--- Directions for this task ---
Your answer must be every line of the data that holds the string "Json".

Stored records:
---

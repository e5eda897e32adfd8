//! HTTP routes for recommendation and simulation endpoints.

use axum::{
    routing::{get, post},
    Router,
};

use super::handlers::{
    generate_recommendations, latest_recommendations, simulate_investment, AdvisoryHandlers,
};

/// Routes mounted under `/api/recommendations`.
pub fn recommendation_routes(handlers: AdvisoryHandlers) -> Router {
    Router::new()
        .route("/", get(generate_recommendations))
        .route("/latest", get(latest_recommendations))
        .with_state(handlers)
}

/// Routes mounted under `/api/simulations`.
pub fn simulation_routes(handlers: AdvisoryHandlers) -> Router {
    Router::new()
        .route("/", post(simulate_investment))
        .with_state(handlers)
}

---

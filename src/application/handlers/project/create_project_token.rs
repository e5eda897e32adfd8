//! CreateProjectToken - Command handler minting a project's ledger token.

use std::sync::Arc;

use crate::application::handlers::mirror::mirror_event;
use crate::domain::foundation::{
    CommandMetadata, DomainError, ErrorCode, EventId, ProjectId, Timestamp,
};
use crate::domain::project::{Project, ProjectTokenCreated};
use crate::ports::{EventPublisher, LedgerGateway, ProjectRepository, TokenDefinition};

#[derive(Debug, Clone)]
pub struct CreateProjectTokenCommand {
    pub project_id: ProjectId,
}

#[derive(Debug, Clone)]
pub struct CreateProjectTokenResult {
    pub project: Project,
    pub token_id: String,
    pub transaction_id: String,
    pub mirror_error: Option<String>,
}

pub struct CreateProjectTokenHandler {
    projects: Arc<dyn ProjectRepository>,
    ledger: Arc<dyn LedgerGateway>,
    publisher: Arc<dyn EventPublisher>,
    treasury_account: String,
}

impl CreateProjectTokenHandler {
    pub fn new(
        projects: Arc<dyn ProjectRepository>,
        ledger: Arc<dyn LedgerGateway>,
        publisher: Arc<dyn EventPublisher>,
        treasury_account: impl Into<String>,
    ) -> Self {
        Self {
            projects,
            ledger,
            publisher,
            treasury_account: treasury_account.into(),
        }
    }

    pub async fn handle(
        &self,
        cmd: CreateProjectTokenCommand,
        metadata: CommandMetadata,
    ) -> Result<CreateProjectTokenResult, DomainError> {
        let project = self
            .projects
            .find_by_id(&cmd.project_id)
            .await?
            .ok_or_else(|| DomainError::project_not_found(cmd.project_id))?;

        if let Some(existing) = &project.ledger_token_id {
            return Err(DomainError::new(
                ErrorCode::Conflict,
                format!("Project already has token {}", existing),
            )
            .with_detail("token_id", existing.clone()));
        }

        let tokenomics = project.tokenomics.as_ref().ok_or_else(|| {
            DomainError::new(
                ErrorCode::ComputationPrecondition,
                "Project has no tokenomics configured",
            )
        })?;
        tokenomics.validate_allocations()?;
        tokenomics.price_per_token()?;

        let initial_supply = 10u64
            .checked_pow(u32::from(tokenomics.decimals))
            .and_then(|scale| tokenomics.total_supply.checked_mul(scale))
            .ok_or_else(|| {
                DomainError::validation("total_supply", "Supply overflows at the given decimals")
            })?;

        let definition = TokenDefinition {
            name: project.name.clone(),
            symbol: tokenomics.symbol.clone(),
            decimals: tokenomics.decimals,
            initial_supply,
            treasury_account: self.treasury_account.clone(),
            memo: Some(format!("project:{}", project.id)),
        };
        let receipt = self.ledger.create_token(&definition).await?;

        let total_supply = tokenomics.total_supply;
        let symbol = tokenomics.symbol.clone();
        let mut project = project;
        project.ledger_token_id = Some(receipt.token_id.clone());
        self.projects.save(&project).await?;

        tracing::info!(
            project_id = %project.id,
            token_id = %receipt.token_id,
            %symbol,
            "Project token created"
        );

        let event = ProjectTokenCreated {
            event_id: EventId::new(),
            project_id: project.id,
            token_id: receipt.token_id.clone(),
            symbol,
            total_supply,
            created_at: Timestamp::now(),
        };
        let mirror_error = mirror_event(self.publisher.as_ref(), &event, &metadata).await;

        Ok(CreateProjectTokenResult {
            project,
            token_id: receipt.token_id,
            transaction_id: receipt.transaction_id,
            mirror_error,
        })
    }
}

---

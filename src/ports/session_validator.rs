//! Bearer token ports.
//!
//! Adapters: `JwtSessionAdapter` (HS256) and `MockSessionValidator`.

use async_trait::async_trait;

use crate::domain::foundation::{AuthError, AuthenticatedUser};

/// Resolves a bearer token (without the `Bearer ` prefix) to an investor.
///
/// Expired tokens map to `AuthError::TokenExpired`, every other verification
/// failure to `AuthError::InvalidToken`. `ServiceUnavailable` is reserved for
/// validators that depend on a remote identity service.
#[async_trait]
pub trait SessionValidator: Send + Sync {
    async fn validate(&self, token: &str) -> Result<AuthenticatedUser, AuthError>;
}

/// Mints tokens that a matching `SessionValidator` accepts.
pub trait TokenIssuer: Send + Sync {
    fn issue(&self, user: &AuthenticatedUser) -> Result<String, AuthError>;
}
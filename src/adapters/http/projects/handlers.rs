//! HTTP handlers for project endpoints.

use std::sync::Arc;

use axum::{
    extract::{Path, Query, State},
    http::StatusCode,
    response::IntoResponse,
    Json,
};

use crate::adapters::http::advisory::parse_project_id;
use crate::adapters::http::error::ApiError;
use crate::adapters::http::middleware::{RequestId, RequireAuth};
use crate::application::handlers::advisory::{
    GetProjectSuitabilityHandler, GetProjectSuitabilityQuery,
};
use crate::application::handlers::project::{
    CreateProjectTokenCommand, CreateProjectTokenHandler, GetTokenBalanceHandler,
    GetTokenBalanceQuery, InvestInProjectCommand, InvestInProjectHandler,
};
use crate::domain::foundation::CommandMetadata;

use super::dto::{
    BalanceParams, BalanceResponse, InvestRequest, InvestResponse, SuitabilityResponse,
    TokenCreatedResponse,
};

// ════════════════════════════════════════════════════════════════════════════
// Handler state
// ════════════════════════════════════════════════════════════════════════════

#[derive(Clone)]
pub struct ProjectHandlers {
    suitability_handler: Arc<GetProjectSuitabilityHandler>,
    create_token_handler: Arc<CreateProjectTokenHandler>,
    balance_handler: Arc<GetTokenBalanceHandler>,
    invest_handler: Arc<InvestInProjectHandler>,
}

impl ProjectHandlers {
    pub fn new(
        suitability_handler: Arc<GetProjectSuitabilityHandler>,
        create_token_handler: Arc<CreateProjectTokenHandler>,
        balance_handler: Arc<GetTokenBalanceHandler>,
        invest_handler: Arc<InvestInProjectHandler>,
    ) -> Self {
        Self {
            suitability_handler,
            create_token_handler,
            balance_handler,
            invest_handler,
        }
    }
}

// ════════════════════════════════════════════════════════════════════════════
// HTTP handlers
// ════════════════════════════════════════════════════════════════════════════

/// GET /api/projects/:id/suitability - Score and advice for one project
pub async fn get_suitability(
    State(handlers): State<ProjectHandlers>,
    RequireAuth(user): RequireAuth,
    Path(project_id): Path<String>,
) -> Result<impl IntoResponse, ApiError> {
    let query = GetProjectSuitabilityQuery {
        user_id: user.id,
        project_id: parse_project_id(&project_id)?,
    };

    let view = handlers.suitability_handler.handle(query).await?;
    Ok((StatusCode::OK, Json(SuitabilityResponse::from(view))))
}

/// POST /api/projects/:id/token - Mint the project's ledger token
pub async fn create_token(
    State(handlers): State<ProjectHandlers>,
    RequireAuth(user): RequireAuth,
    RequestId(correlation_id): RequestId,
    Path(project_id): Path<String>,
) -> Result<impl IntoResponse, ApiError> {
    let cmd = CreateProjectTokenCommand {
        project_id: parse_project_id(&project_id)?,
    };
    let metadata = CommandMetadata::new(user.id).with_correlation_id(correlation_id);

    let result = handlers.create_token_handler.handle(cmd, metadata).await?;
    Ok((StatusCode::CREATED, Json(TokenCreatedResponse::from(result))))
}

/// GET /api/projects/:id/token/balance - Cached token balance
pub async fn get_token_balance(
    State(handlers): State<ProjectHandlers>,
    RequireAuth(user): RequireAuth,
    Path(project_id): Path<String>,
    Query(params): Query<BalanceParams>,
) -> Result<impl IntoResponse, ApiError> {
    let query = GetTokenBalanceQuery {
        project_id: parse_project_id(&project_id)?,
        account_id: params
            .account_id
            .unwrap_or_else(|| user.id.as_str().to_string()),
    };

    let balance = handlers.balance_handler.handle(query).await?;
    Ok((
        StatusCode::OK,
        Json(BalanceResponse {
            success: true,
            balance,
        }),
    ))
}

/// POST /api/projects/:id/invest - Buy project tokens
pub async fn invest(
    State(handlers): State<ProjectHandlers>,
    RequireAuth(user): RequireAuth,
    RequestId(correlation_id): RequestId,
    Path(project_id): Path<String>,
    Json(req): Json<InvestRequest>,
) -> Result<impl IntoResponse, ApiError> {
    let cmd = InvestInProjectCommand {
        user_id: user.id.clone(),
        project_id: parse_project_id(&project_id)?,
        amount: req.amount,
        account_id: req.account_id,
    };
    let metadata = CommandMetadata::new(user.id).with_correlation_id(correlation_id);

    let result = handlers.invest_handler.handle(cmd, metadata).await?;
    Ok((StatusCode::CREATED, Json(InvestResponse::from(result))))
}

---

--- Solution for this task ---
    Json,
    Ok((StatusCode::OK, Json(SuitabilityResponse::from(view))))
    Ok((StatusCode::CREATED, Json(TokenCreatedResponse::from(result))))
        Json(BalanceResponse {
    Json(req): Json<InvestRequest>,
    Ok((StatusCode::CREATED, Json(InvestResponse::from(result))))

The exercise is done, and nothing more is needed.